Посмеиваясь в стихах о сэре Топазе над томительной пустотой французского романа, он сохранил все заслуживавшие внимания особенности французского характера: быстроту и легкость движений, свет и блеск описаний, живую насмешливость, веселость и добродушие, холодную рассудительность и самообладание. Французское остроумие более, чем у какого-либо другого английского писателя, оживляет тяжелый смысл и резкость народного характера, умеряет его эксцентричность, облегчает его несколько тяжеловесную мораль. С другой стороны, отражая веселую беззаботность итальянской повести, поэт умерял ее английской серьезностью, а так как он следовал Боккаччо, то все изменения направлены в сторону скромности. «Троил» флорентийца заканчивается старой насмешкой над изменчивостью женщины, а Чосер приглашал нас «воззреть на Бога» и распространялся о неизменности Неба.

Но что бы ни заимствовал Чосер из обеих литератур, его гений был глубоко английским, а с 1384 года все следы иноземного влияния исчезают. Его главное произведение, «Кентерберийские рассказы», было начато после его первых поездок в Италию, а лучшие произведения написаны между 1384 и 1391 годами. В последние десять лет своей жизни он прибавил к ним немного творений; силы его слабели, и в 1400 году он успокоился от трудов в своем последнем жилище, в саду часовни Святой Марии в Вестминстере. Сюжет этой поэмы — путешествие на богомолье из Лондона в Кентербери — не только давал автору возможность связать в одно целое ряд стихов, написанных в разное время, но и удивительно соответствовал главным особенностям его поэтического таланта, драматической гибкости и широте увлечений.

Его рассказы охватывают все области средневековой поэзии: церковная легенда, рыцарский роман, чудесный рассказ путешественника, широкий юмор «фабльо», аллегория и басня. Еще более широкий простор для своего таланта он находил в личностях, передающих эти истории, — тридцати богомольцах, отправляющихся в майское утро от гостиницы «Табарды» в Саутуорке и представляющих собой тридцать образов из всех классов английского общества, от дворянина до пахаря. Мы видим «благородного рыцаря» в военном плаще и кольчуге, за ним — кудрявого оруженосца, свежего, как майское утро, а позади них — смуглолицего крестьянина в зеленом кафтане и шапочке, с прекрасным луком в руке. Группа церковников представляет средневековую церковь: смуглый монах, любитель охоты, у которого узда звенит так же громко и ясно, как церковный колокольчик; распутный нищенствующий монах — первый попрошайка и арфист во всем графстве; бедный священник, оборванный, ученый и набожный («он возвещал учение Христа и двенадцати апостолов и сам первый следовал ему»); церковный пристав с огненным взглядом; продавец индульгенций с сумкой, «до верху полной отпущений, привезенных из Рима совсем горячими»; веселая игуменья с ее придворной французской картавостью, мягкими розоватыми губками и девизом «Любовь побеждает все», вырезанным на брошке.
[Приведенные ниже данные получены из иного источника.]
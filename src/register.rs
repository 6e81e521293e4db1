use crate::auxiliary::constants::general::{MAX_COMMANDS, NO_RESULT};

/// Results of the commands of a chain, indexed by their position in it.
///
/// One register lives for the whole process run. Repeat passes write into
/// the same slots without clearing them first, so a command can observe a
/// slot written by the previous pass until its own pass overwrites it.
#[derive(Clone, Debug, PartialEq, Eq)]
pub struct ResultRegister {
    slots: [i64; MAX_COMMANDS],
}

impl Default for ResultRegister {
    fn default() -> Self {
        Self::new()
    }
}

impl ResultRegister {
    pub fn new() -> Self {
        Self {
            slots: [NO_RESULT; MAX_COMMANDS],
        }
    }

    pub fn get(&self, index: usize) -> Option<i64> {
        self.slots.get(index).copied()
    }

    pub fn record(&mut self, position: usize, value: i64) {
        // the chain splitter never hands out a position past the capacity
        debug_assert!(position < MAX_COMMANDS);
        if let Some(slot) = self.slots.get_mut(position) {
            *slot = value;
        }
    }

    pub fn iter(&self) -> impl Iterator<Item = (usize, i64)> + '_ {
        self.slots.iter().copied().enumerate()
    }
}

#[cfg(test)]
mod tests {
    use super::*;

    #[test]
    fn starts_with_every_slot_unwritten() {
        let register = ResultRegister::new();
        assert_eq!(register.iter().count(), 20);
        assert!(register.iter().all(|(_, value)| value == -1));
    }

    #[test]
    fn record_then_get() {
        let mut register = ResultRegister::new();
        register.record(2, 7);
        assert_eq!(register.get(2), Some(7));
        assert_eq!(register.get(1), Some(-1));
        assert_eq!(register.get(20), None);
    }
}
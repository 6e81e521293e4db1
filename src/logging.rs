use tracing_subscriber::{fmt, EnvFilter};

/// Variable holding the log filter, e.g. `SYSCALL_LOG=debug`.
pub const LOG_ENV: &str = "SYSCALL_LOG";

/// Installs the stderr logger. Quiet unless `SYSCALL_LOG` asks otherwise, so
/// that only echo output and the calls' own effects reach the terminal.
pub fn init_logging() {
    let filter = EnvFilter::try_from_env(LOG_ENV).unwrap_or_else(|_| EnvFilter::new("warn"));

    fmt()
        .with_env_filter(filter)
        .with_target(false)
        .with_writer(std::io::stderr)
        .init();
}
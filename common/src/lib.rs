pub mod stat;
pub mod storage;

pub use stat::{StatEntry, StatKind, StatValue, Statistic};
pub use storage::config::{ShardedStorageConfig, StorageConfig};
#[cfg(feature = "test-utils")]
pub use storage::failing::{FailingStorage, StorageOp};
pub use storage::{Storage, StorageError, StorageResult};
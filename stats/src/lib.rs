//! openstats - An in-process statistics registry.
//!
//! openstats tracks named statistics inside a single process. A statistic is
//! either a value, replaced wholesale on every update, or a counter, moved by
//! relative increments. Statistics are registered once under a unique name
//! and read back individually or as a point-in-time snapshot.
//!
//! # Architecture
//!
//! [`StatsRegistry`] is a thin access layer over a pluggable storage backend.
//! The backend owns all statistic state and provides the atomicity guarantees;
//! the registry validates nothing itself and simply translates backend
//! outcomes into its public error type. The backend is resolved exactly once,
//! when the registry is opened, and bound for its lifetime.
//!
//! # Key Concepts
//!
//! * **StatsRegistry**: The main entry point for registering, mutating, and
//!   reading statistics.
//! * **StatKind**: Whether a statistic is a value or a counter. The kind is
//!   fixed at registration.
//! * **StatValue**: The payload of a statistic. Counters always read back as
//!   integers; value statistics hold whatever payload was last stored.
//!
//! # Example
//!
//! ```ignore
//! use openstats::{Config, StatKind, StatsRegistry};
//!
//! let stats = StatsRegistry::open(Config::default()).await?;
//!
//! stats.register("requests", StatKind::Counter).await?;
//! stats.increment("requests").await?;
//! stats.increment_by("requests", 10).await?;
//!
//! stats.register("build", StatKind::Value).await?;
//! stats.update("build", "1.4.2").await?;
//!
//! for entry in stats.get_all().await? {
//!     println!("{}: {}", entry.name, entry.value);
//! }
//! ```

mod config;
mod error;
mod registry;

pub use common::{ShardedStorageConfig, StatEntry, StatKind, StatValue, Storage, StorageConfig};
pub use config::{Config, StatDecl};
pub use error::{Error, Result};
pub use registry::StatsRegistry;
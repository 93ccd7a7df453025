use serde::{Deserialize, Serialize};

/// Selects which storage backend holds statistic state.
///
/// Resolved once, when a registry opens; the binding is immutable for the
/// registry's lifetime.
#[derive(Debug, Clone, Default, PartialEq, Eq, Serialize, Deserialize)]
#[serde(rename_all = "snake_case")]
pub enum StorageConfig {
    /// Single table behind one read-write lock (the reference backend).
    #[default]
    Memory,
    /// Names sharded across independently locked tables.
    Sharded(ShardedStorageConfig),
}

/// Options for the sharded backend.
#[derive(Debug, Clone, Default, PartialEq, Eq, Serialize, Deserialize)]
pub struct ShardedStorageConfig {
    /// Number of shards. Must be a power of two and at least two.
    ///
    /// `None` leaves the count to the library, which sizes it from available
    /// parallelism.
    #[serde(default)]
    pub shards: Option<usize>,
}

#[cfg(test)]
mod tests {
    use super::*;

    #[test]
    fn should_default_to_memory_backend() {
        assert_eq!(StorageConfig::default(), StorageConfig::Memory);
    }

    #[test]
    fn should_deserialize_backend_selection() {
        // given
        let memory: StorageConfig = serde_json::from_str(r#""memory""#).unwrap();
        let sharded: StorageConfig =
            serde_json::from_str(r#"{"sharded":{"shards":8}}"#).unwrap();

        // then
        assert_eq!(memory, StorageConfig::Memory);
        assert_eq!(
            sharded,
            StorageConfig::Sharded(ShardedStorageConfig { shards: Some(8) })
        );
    }

    #[test]
    fn should_round_trip_through_json() {
        // given
        let config = StorageConfig::Sharded(ShardedStorageConfig { shards: None });

        // when
        let encoded = serde_json::to_string(&config).unwrap();
        let decoded: StorageConfig = serde_json::from_str(&encoded).unwrap();

        // then
        assert_eq!(decoded, config);
    }
}
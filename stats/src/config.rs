//! Configuration options for the statistics registry.

use common::{StatKind, StorageConfig};
use serde::{Deserialize, Serialize};

/// Configuration for opening a [`StatsRegistry`](crate::StatsRegistry).
#[derive(Debug, Clone, Default, Serialize, Deserialize)]
pub struct Config {
    /// Storage backend configuration.
    #[serde(default)]
    pub storage: StorageConfig,

    /// Statistics to register when the registry opens.
    ///
    /// Re-declaring an already registered name is a no-op per the register
    /// contract, so declarations may overlap freely.
    #[serde(default)]
    pub statistics: Vec<StatDecl>,
}

/// A statistic declared up front in the configuration.
#[derive(Debug, Clone, PartialEq, Eq, Serialize, Deserialize)]
pub struct StatDecl {
    /// Statistic name, unique across the registry.
    pub name: String,

    /// Statistic kind, fixed at registration.
    pub kind: StatKind,
}
use std::collections::hash_map::Entry;
use std::collections::HashMap;
use std::sync::RwLock;

use async_trait::async_trait;

use super::{Storage, StorageError, StorageResult};
use crate::stat::{StatEntry, StatKind, StatValue, Statistic};

/// In-memory implementation of the Storage trait using a HashMap.
///
/// The reference backend: one read-write lock serializes every mutation, so
/// register is check-then-insert and increment is read-modify-write under a
/// single write-lock acquisition. Reads share the read lock. Suitable for
/// tests and for applications whose statistics see moderate write contention.
pub struct MemoryStorage {
    data: RwLock<HashMap<String, Statistic>>,
}

impl MemoryStorage {
    /// Creates a new MemoryStorage instance with an empty table.
    pub fn new() -> Self {
        Self {
            data: RwLock::new(HashMap::new()),
        }
    }
}

impl Default for MemoryStorage {
    fn default() -> Self {
        Self::new()
    }
}

#[async_trait]
impl Storage for MemoryStorage {
    async fn register(&self, name: String, kind: StatKind) -> StorageResult<bool> {
        let mut data = self
            .data
            .write()
            .map_err(|e| StorageError::Internal(format!("Failed to acquire write lock: {}", e)))?;

        match data.entry(name) {
            Entry::Occupied(_) => Ok(false),
            Entry::Vacant(entry) => {
                entry.insert(Statistic::new(kind));
                Ok(true)
            }
        }
    }

    async fn increment(&self, name: &str, delta: i64) -> StorageResult<i64> {
        let mut data = self
            .data
            .write()
            .map_err(|e| StorageError::Internal(format!("Failed to acquire write lock: {}", e)))?;

        let stat = data
            .get_mut(name)
            .ok_or_else(|| StorageError::unknown_name(name))?;
        match stat.increment(delta) {
            Some(value) => Ok(value),
            None => Err(StorageError::kind_mismatch(
                name,
                StatKind::Counter,
                stat.kind(),
            )),
        }
    }

    async fn update(&self, name: &str, value: StatValue) -> StorageResult<()> {
        let mut data = self
            .data
            .write()
            .map_err(|e| StorageError::Internal(format!("Failed to acquire write lock: {}", e)))?;

        let stat = data
            .get_mut(name)
            .ok_or_else(|| StorageError::unknown_name(name))?;
        if stat.update(value) {
            Ok(())
        } else {
            Err(StorageError::kind_mismatch(
                name,
                StatKind::Value,
                stat.kind(),
            ))
        }
    }

    /// Reads a single statistic under the shared read lock.
    ///
    /// Returns `None` if the name is not registered.
    #[tracing::instrument(level = "trace", skip_all)]
    async fn get(&self, name: &str) -> StorageResult<Option<StatValue>> {
        let data = self
            .data
            .read()
            .map_err(|e| StorageError::Internal(format!("Failed to acquire read lock: {}", e)))?;

        Ok(data.get(name).map(Statistic::current))
    }

    /// Snapshots the whole table under one read-lock acquisition, so the
    /// returned entries reflect a single point in time.
    #[tracing::instrument(level = "trace", skip_all)]
    async fn get_all(&self) -> StorageResult<Vec<StatEntry>> {
        let data = self
            .data
            .read()
            .map_err(|e| StorageError::Internal(format!("Failed to acquire read lock: {}", e)))?;

        Ok(data
            .iter()
            .map(|(name, stat)| StatEntry {
                name: name.clone(),
                value: stat.current(),
            })
            .collect())
    }

    async fn reset(&self, name: &str) -> StorageResult<()> {
        let mut data = self
            .data
            .write()
            .map_err(|e| StorageError::Internal(format!("Failed to acquire write lock: {}", e)))?;

        let stat = data
            .get_mut(name)
            .ok_or_else(|| StorageError::unknown_name(name))?;
        stat.reset();
        Ok(())
    }

    async fn destroy(&self, name: &str) -> StorageResult<bool> {
        let mut data = self
            .data
            .write()
            .map_err(|e| StorageError::Internal(format!("Failed to acquire write lock: {}", e)))?;

        Ok(data.remove(name).is_some())
    }

    async fn close(&self) -> StorageResult<()> {
        // No-op for in-memory storage
        Ok(())
    }
}

#[cfg(test)]
mod tests {
    use std::sync::Arc;

    use super::*;

    #[tokio::test]
    async fn should_return_none_when_name_not_found() {
        // given
        let storage = MemoryStorage::new();

        // when
        let result = storage.get("missing").await;

        // then
        assert!(result.is_ok());
        assert!(result.unwrap().is_none());
    }

    #[tokio::test]
    async fn should_register_and_retrieve_statistic() {
        // given
        let storage = MemoryStorage::new();

        // when
        let created = storage
            .register("status".to_string(), StatKind::Value)
            .await
            .unwrap();
        storage
            .update("status", StatValue::from("ok"))
            .await
            .unwrap();

        // then
        assert!(created);
        assert_eq!(
            storage.get("status").await.unwrap(),
            Some(StatValue::Text("ok".to_string()))
        );
    }

    #[tokio::test]
    async fn should_report_internal_error_when_lock_is_poisoned() {
        // given
        let storage = Arc::new(MemoryStorage::new());
        let poisoner = Arc::clone(&storage);
        let handle = std::thread::spawn(move || {
            let _guard = poisoner.data.write().unwrap();
            panic!("poison the statistics table");
        });
        assert!(handle.join().is_err());

        // when
        let result = storage.get("any").await;

        // then
        assert!(matches!(result, Err(StorageError::Internal(_))));
    }

    #[tokio::test]
    async fn should_keep_names_independent() {
        // given
        let storage = MemoryStorage::new();
        storage
            .register("a".to_string(), StatKind::Counter)
            .await
            .unwrap();
        storage
            .register("b".to_string(), StatKind::Counter)
            .await
            .unwrap();

        // when
        storage.increment("a", 10).await.unwrap();

        // then
        assert_eq!(storage.get("a").await.unwrap(), Some(StatValue::Integer(10)));
        assert_eq!(storage.get("b").await.unwrap(), Some(StatValue::Integer(0)));
    }
}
Наука представлена здесь солидной фигурой доктора медицины, озабоченного чумой; делового судебного пристава, «который всегда казался более занятым, чем был»; оксфордского студента со впалыми щеками, у которого любовь к книгам и резкие приговоры заслоняют скрытую нежность, прорывающуюся, наконец, в истории Гризельды. Вокруг них масса типов английской промышленности: купец, помещик, у которого в доме «еды и питья, сколько снегу зимой», моряк —прямо от битв в Ла-Манше, веселая мещанка из Бата, широкоплечий мельник, мелочный торговец, плотник, ткач, красильщик, обойщик, — каждый в кафтане своего цеха, и наконец — честный пахарь, готовый для бедняка даром косить и пахать.